Why in the world, other than to damage Bush at the expense of the national interest, would Leahy aid and comfort the Al Qaeda propaganda machine by saying Bush is spying on little old ladies in the United States instead of suspected international terrorists? Leahy certainly isn’t doing it to vindicate the Constitution. It’s just a wild guess, but I doubt that many Quakers are on the average Jihadist’s Rolodex.

Leahy and other Democrats conveniently cite the Constitution on the NSA issue for the same reason they accuse Bush of authorizing torture when Bush has expressly denied it and when he’s made it clear that torture is not the administration’s policy. Their statements are designed to damage the Bush administration.

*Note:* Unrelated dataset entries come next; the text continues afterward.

//! Game configuration
//!
//! Every field defaults to the matching constant in [`crate::consts`]; a JSON
//! file can override any subset of them.

use std::path::Path;
use std::time::Duration;

use serde::{Deserialize, Serialize};

use crate::consts::*;
use crate::error::ConfigError;

/// Arena, entity and physics settings for one game
#[derive(Debug, Clone, PartialEq, Serialize, Deserialize)]
#[serde(default)]
pub struct GameConfig {
    // === Arena ===
    pub arena_width: f32,
    pub arena_height: f32,

    // === Paddle ===
    pub paddle_width: f32,
    pub paddle_height: f32,
    /// Distance from the bottom edge to the paddle's top edge
    pub paddle_y_offset: f32,

    // === Bricks ===
    pub bricks_per_row: u32,
    pub brick_rows: u32,
    pub brick_width: f32,
    pub brick_height: f32,
    pub brick_sep: f32,
    /// Distance from the top edge to the first row
    pub brick_y_offset: f32,

    // === Ball ===
    pub ball_radius: f32,
    /// Lower bound of the horizontal speed magnitude
    pub vx_min: f32,
    /// Upper bound of the horizontal speed magnitude
    pub vx_max: f32,
    /// Initial downward speed
    pub vy: f32,

    // === Game ===
    pub turns: u32,
    /// Pause between ticks in milliseconds (0 runs flat out)
    pub tick_millis: u64,
}

impl Default for GameConfig {
    fn default() -> Self {
        Self {
            arena_width: ARENA_WIDTH,
            arena_height: ARENA_HEIGHT,

            paddle_width: PADDLE_WIDTH,
            paddle_height: PADDLE_HEIGHT,
            paddle_y_offset: PADDLE_Y_OFFSET,

            bricks_per_row: NBRICKS_PER_ROW,
            brick_rows: NBRICK_ROWS,
            brick_width: BRICK_WIDTH,
            brick_height: BRICK_HEIGHT,
            brick_sep: BRICK_SEP,
            brick_y_offset: BRICK_Y_OFFSET,

            ball_radius: BALL_RADIUS,
            vx_min: BALL_VX_MIN,
            vx_max: BALL_VX_MAX,
            vy: BALL_VY,

            turns: NTURNS,
            tick_millis: TICK_MILLIS,
        }
    }
}

impl GameConfig {
    /// Pause between ticks
    pub fn tick_interval(&self) -> Duration {
        Duration::from_millis(self.tick_millis)
    }

    /// Width of one brick row including the separators between bricks
    pub fn brick_row_width(&self) -> f32 {
        let n = self.bricks_per_row as f32;
        n * self.brick_width + (n - 1.0) * self.brick_sep
    }

    /// Y coordinate just below the last brick row
    pub fn brick_grid_bottom(&self) -> f32 {
        let rows = self.brick_rows as f32;
        self.brick_y_offset + rows * self.brick_height + (rows - 1.0) * self.brick_sep
    }

    /// Reject layouts that would place entities outside the arena
    pub fn validate(&self) -> Result<(), ConfigError> {
        let positive = [
            ("arena_width", self.arena_width),
            ("arena_height", self.arena_height),
            ("paddle_width", self.paddle_width),
            ("paddle_height", self.paddle_height),
            ("brick_width", self.brick_width),
            ("brick_height", self.brick_height),
            ("ball_radius", self.ball_radius),
            ("vx_min", self.vx_min),
            ("vy", self.vy),
        ];
        for (field, value) in positive {
            if !(value.is_finite() && value > 0.0) {
                return Err(ConfigError::invalid(field, format!("must be positive, got {value}")));
            }
        }

        if !(self.brick_sep.is_finite() && self.brick_sep >= 0.0) {
            return Err(ConfigError::invalid("brick_sep", "must not be negative"));
        }
        if !(self.brick_y_offset.is_finite() && self.brick_y_offset >= 0.0) {
            return Err(ConfigError::invalid("brick_y_offset", "must not be negative"));
        }
        if self.bricks_per_row == 0 {
            return Err(ConfigError::invalid("bricks_per_row", "must be at least 1"));
        }
        if self.brick_rows == 0 {
            return Err(ConfigError::invalid("brick_rows", "must be at least 1"));
        }
        if self.turns == 0 {
            return Err(ConfigError::invalid("turns", "must be at least 1"));
        }
        if !self.vx_max.is_finite() || self.vx_min > self.vx_max {
            return Err(ConfigError::invalid(
                "vx_max",
                format!("must be at least vx_min ({})", self.vx_min),
            ));
        }

        let needed = self.brick_row_width();
        if needed > self.arena_width {
            return Err(ConfigError::GridTooWide {
                needed,
                available: self.arena_width,
            });
        }

        if self.paddle_width > self.arena_width {
            return Err(ConfigError::invalid("paddle_width", "wider than the arena"));
        }
        if self.paddle_y_offset < self.paddle_height || self.paddle_y_offset > self.arena_height {
            return Err(ConfigError::invalid(
                "paddle_y_offset",
                format!(
                    "must lie within [{}, {}]",
                    self.paddle_height, self.arena_height
                ),
            ));
        }
        if self.brick_grid_bottom() >= self.arena_height - self.paddle_y_offset {
            return Err(ConfigError::invalid("brick_rows", "brick grid reaches the paddle"));
        }
        let diameter = self.ball_radius * 2.0;
        if diameter >= self.arena_width || diameter >= self.arena_height {
            return Err(ConfigError::invalid("ball_radius", "ball does not fit in the arena"));
        }

        Ok(())
    }

    /// Parse a JSON config and validate it
    pub fn from_json(json: &str) -> Result<Self, ConfigError> {
        let config: Self = serde_json::from_str(json)?;
        config.validate()?;
        Ok(config)
    }

    /// Load and validate a JSON config file
    pub fn load(path: impl AsRef<Path>) -> Result<Self, ConfigError> {
        let path = path.as_ref();
        let json = std::fs::read_to_string(path).map_err(|source| ConfigError::Io {
            path: path.to_path_buf(),
            source,
        })?;
        let config = Self::from_json(&json)?;
        log::info!("Loaded config from {}", path.display());
        Ok(config)
    }

    /// Load a config file, falling back to defaults when it is missing or bad
    pub fn load_or_default(path: impl AsRef<Path>) -> Self {
        let path = path.as_ref();
        if !path.exists() {
            log::info!("No {} found, using defaults", path.display());
            return Self::default();
        }
        match Self::load(path) {
            Ok(config) => config,
            Err(e) => {
                log::warn!("{e}; using defaults");
                Self::default()
            }
        }
    }
}
//! Breakout entry point
//!
//! Loads `breakout.json` (if present) and plays a headless demo game with the
//! autopilot steering the paddle.

use std::time::{SystemTime, UNIX_EPOCH};

use breakout::render::SceneCanvas;
use breakout::sim::autopilot_pointer;
use breakout::{Game, GameConfig};

const CONFIG_PATH: &str = "breakout.json";

fn main() {
    env_logger::init();
    log::info!("Breakout (headless demo) starting...");

    let config = GameConfig::load_or_default(CONFIG_PATH);
    let seed = SystemTime::now()
        .duration_since(UNIX_EPOCH)
        .map(|d| d.as_millis() as u64)
        .unwrap_or_default();

    let mut game = match Game::new(config, seed, SceneCanvas::new()) {
        Ok(game) => game,
        Err(e) => {
            log::error!("Invalid configuration: {e}");
            std::process::exit(1);
        }
    };
    log::info!("Game initialized with seed: {}", seed);

    let report = game.run(|field, input| Some(autopilot_pointer(field, input)));
    match serde_json::to_string_pretty(report) {
        Ok(json) => log::info!("Final report:\n{json}"),
        Err(e) => log::warn!("Could not serialize report: {e}"),
    }
}
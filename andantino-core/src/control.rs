//! Background iterative deepening
//!
//! [`SearchControl`] owns the searched [`GameState`] for as long as the worker
//! runs and hands it back from [`SearchControl::wait`]. The caller polls for
//! the latest completed depth; results are published only between depths.

use std::sync::{Arc, Mutex, MutexGuard, PoisonError};
use std::thread::{self, JoinHandle};
use std::time::{Duration, Instant};

use serde::{Deserialize, Serialize};

use crate::board::Cell;
use crate::config::SearchConfig;
use crate::eval::MAX_SCORE;
use crate::game::GameState;
use crate::search::{search, SearchResult, StopSignal, TranspositionTable, SEARCH_BOUND};

/// Why the worker stopped deepening
#[derive(Clone, Copy, Debug, PartialEq, Eq, Serialize, Deserialize)]
#[serde(rename_all = "kebab-case")]
pub enum StopReason {
    /// Every depth up to the configured maximum completed
    DepthLimit,
    /// A completed depth proved a win for the mover
    ForcedWin,
    /// Cancelled or out of time
    Stopped,
}

/// Final outcome of a background search
#[derive(Clone, Copy, Debug, PartialEq, Eq, Serialize, Deserialize)]
pub struct SearchReport {
    pub best_move: Option<Cell>,
    pub value: i32,
    /// Nodes of the last completed depth
    pub nodes: u64,
    pub depth_reached: u32,
    pub elapsed_ms: u64,
    pub stop_reason: StopReason,
}

#[derive(Debug)]
struct Progress {
    result: SearchResult,
    depth_reached: u32,
    finished: Option<(Duration, StopReason)>,
}

fn lock(progress: &Mutex<Progress>) -> MutexGuard<'_, Progress> {
    progress.lock().unwrap_or_else(PoisonError::into_inner)
}

/// Handle to a running search
///
/// Dropping the handle cancels the search and joins the worker.
pub struct SearchControl {
    stop: StopSignal,
    progress: Arc<Mutex<Progress>>,
    started: Instant,
    handle: Option<JoinHandle<GameState>>,
}

impl SearchControl {
    /// Start searching `state` on a background thread
    pub fn start(state: GameState, config: SearchConfig) -> Self {
        let started = Instant::now();
        let stop = match config.time_limit() {
            Some(limit) => StopSignal::with_deadline(started + limit),
            None => StopSignal::new(),
        };
        Self::spawn(state, config, stop, started)
    }

    /// Start with a caller-owned stop signal; `config.time_limit_ms` is
    /// ignored in favour of the signal's own deadline
    pub fn start_with_stop(state: GameState, config: SearchConfig, stop: StopSignal) -> Self {
        Self::spawn(state, config, stop, Instant::now())
    }

    fn spawn(state: GameState, config: SearchConfig, stop: StopSignal, started: Instant) -> Self {
        // Until a depth completes, answer with the first legal move
        let fallback = SearchResult {
            value: 0,
            best_move: state.legal_moves().next(),
            nodes: 0,
            depth: 0,
            cancelled: false,
        };
        let progress = Arc::new(Mutex::new(Progress {
            result: fallback,
            depth_reached: 0,
            finished: None,
        }));

        let handle = {
            let stop = stop.clone();
            let progress = Arc::clone(&progress);
            thread::spawn(move || deepen(state, config, &stop, &progress, started))
        };

        Self {
            stop,
            progress,
            started,
            handle: Some(handle),
        }
    }

    /// Ask the worker to stop at its next root move; idempotent
    pub fn request_cancel(&self) {
        self.stop.request_stop();
    }

    /// Enforce the deadline and return the latest published result
    pub fn tick(&self) -> SearchResult {
        self.stop.is_stopped();
        lock(&self.progress).result
    }

    pub fn is_finished(&self) -> bool {
        self.stop.is_stopped();
        lock(&self.progress).finished.is_some()
    }

    /// Latest published result
    pub fn result(&self) -> SearchResult {
        lock(&self.progress).result
    }

    pub fn depth_reached(&self) -> u32 {
        lock(&self.progress).depth_reached
    }

    /// Time spent so far, frozen once the worker finishes
    pub fn elapsed(&self) -> Duration {
        match lock(&self.progress).finished {
            Some((elapsed, _)) => elapsed,
            None => self.started.elapsed(),
        }
    }

    /// Block until the worker finishes; returns the position and the report
    ///
    /// # Panics
    /// Re-raises a panic from the worker thread.
    pub fn wait(mut self) -> (GameState, SearchReport) {
        let state = match self.handle.take().map(JoinHandle::join) {
            Some(Ok(state)) => state,
            Some(Err(payload)) => std::panic::resume_unwind(payload),
            None => unreachable!("search handle is only taken by wait"),
        };

        let progress = lock(&self.progress);
        let (elapsed, stop_reason) = progress
            .finished
            .unwrap_or((self.started.elapsed(), StopReason::Stopped));
        let report = SearchReport {
            best_move: progress.result.best_move,
            value: progress.result.value,
            nodes: progress.result.nodes,
            depth_reached: progress.depth_reached,
            elapsed_ms: elapsed.as_millis() as u64,
            stop_reason,
        };
        (state, report)
    }

    pub fn into_state(self) -> GameState {
        self.wait().0
    }
}

impl Drop for SearchControl {
    fn drop(&mut self) {
        self.stop.request_stop();
        if let Some(handle) = self.handle.take() {
            let _ = handle.join();
        }
    }
}

/// Worker loop: one full-window search per depth, sharing a table
fn deepen(
    mut state: GameState,
    config: SearchConfig,
    stop: &StopSignal,
    progress: &Mutex<Progress>,
    started: Instant,
) -> GameState {
    let mut table = TranspositionTable::new();
    let mut reason = StopReason::DepthLimit;

    for depth in 1..=config.max_depth {
        let result = search(&mut state, &mut table, depth, -SEARCH_BOUND, SEARCH_BOUND, stop);
        if result.cancelled {
            // A partial depth is never published
            reason = StopReason::Stopped;
            break;
        }

        {
            let mut progress = lock(progress);
            progress.result = SearchResult {
                best_move: result.best_move.or(progress.result.best_move),
                ..result
            };
            progress.depth_reached = depth;
        }
        tracing::debug!(
            depth,
            value = result.value,
            nodes = result.nodes,
            best_move = ?result.best_move,
            "depth complete"
        );

        if result.value == MAX_SCORE {
            reason = StopReason::ForcedWin;
            break;
        }
        if result.best_move.is_none() {
            // Finished game or no legal move: deeper searches change nothing
            break;
        }
    }

    let elapsed = started.elapsed();
    let depth_reached = {
        let mut progress = lock(progress);
        progress.finished = Some((elapsed, reason));
        progress.depth_reached
    };
    tracing::trace!(entries = table.len(), hits = table.hits(), "transposition table");
    tracing::info!(
        depth_reached,
        elapsed_ms = elapsed.as_millis() as u64,
        reason = ?reason,
        "search finished"
    );

    state
}

#[cfg(test)]
mod tests {
    use super::*;
    use crate::board::CENTER;
    use crate::game::tests::{c, random_game};
    use crate::search::search_fixed_depth;
    use rand::SeedableRng;
    use rand_chacha::ChaCha8Rng;

    fn midgame(seed: u64) -> GameState {
        let mut rng = ChaCha8Rng::seed_from_u64(seed);
        random_game(&mut rng, 8)
    }

    #[test]
    fn test_cancel_before_first_depth_uses_fallback() {
        let state = midgame(1);
        let first = state.legal_moves().next();
        let stop = StopSignal::new();
        stop.request_stop();

        let control = SearchControl::start_with_stop(state.clone(), SearchConfig::fixed_depth(6), stop);
        control.request_cancel();
        let (returned, report) = control.wait();

        assert_eq!(report.best_move, first);
        assert_eq!(report.value, 0);
        assert_eq!(report.nodes, 0);
        assert_eq!(report.depth_reached, 0);
        assert_eq!(report.stop_reason, StopReason::Stopped);
        assert_eq!(returned, state);
    }

    #[test]
    fn test_forced_win_stops_early() {
        let state = GameState::from_moves(&[
            CENTER,
            c(10, 11),
            c(11, 10),
            c(11, 11),
            c(12, 10),
            c(12, 11),
            c(13, 10),
            c(13, 11),
        ])
        .unwrap();
        let control = SearchControl::start(state, SearchConfig::fixed_depth(6));
        let (_, report) = control.wait();

        assert_eq!(report.stop_reason, StopReason::ForcedWin);
        assert_eq!(report.depth_reached, 1);
        assert_eq!(report.value, MAX_SCORE);
        assert_eq!(report.best_move, Some(c(14, 10)));
    }

    #[test]
    fn test_completed_depths_match_fixed_search() {
        let mut state = midgame(2);
        let expected = search_fixed_depth(&mut state, 3);

        let control = SearchControl::start(state.clone(), SearchConfig::fixed_depth(3));
        let (returned, report) = control.wait();

        assert_eq!(report.stop_reason, StopReason::DepthLimit);
        assert_eq!(report.depth_reached, 3);
        assert_eq!(report.value, expected.value);
        assert!(report.best_move.is_some());
        assert_eq!(returned, state);
    }

    #[test]
    fn test_deadline_stops_deep_search() {
        let state = midgame(3);
        let config = SearchConfig::default().with_max_depth(60).with_time_limit_ms(20);
        let control = SearchControl::start(state, config);
        while !control.is_finished() {
            let _ = control.tick();
            thread::sleep(Duration::from_millis(1));
        }

        assert!(control.depth_reached() < 60);
        assert!(control.result().best_move.is_some());
        let frozen = control.elapsed();
        assert_eq!(control.elapsed(), frozen);

        let (_, report) = control.wait();
        assert_eq!(report.stop_reason, StopReason::Stopped);
    }

    #[test]
    fn test_finished_game_keeps_fallback_move() {
        let state = GameState::from_moves(&[
            CENTER,
            c(10, 11),
            c(11, 10),
            c(11, 11),
            c(12, 10),
            c(12, 11),
            c(13, 10),
            c(13, 11),
            c(14, 10),
        ])
        .unwrap();
        assert!(state.is_end_game());
        let first = state.legal_moves().next();

        let (_, report) = SearchControl::start(state, SearchConfig::fixed_depth(4)).wait();
        assert_eq!(report.value, -MAX_SCORE);
        assert_eq!(report.best_move, first);
        assert_eq!(report.depth_reached, 1);
    }

    #[test]
    fn test_drop_cancels_and_joins() {
        let control = SearchControl::start(midgame(4), SearchConfig::fixed_depth(60));
        control.request_cancel();
        control.request_cancel();
        drop(control);
    }
}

Let’s admit Bush and Republicans favor tougher interrogation techniques than do Democrats. How could it be otherwise, given the Democrats’ knee-jerk propensity to sympathize with the plight of the enemy combatant, their tendency to take the Guantanomo terrorist detainees’ word over the Bush administration on how the detainees are being treated, and their reckless desire to afford full-blown constitutional rights to such detainees?

On that point, seriously, how can Leahy and friends, with straight faces, contend it is the Constitution they are vindicating when they want it to apply with full force to enemy combatants? How can anyone take these people seriously about their allegiance to constitutional principles when they are the ones who champion twisting the Constitution to achieve any policy end — like the promotion of abortion rights?

Yet Leahy had the audacity to claim, in the Politico interview, that the Roberts Supreme Court, in rolling back some of the liberal activist decisions of the Court, has become “an arm of the Republican Party.”

Black is white and white is black. Just repeat a distortion often enough and it moves from laughable to possibly believable to conventional wisdom. That’s Leahy’s and the Democrats’ m.o. They are constitutionalists, all right, as long as being or saying so serves their political interests.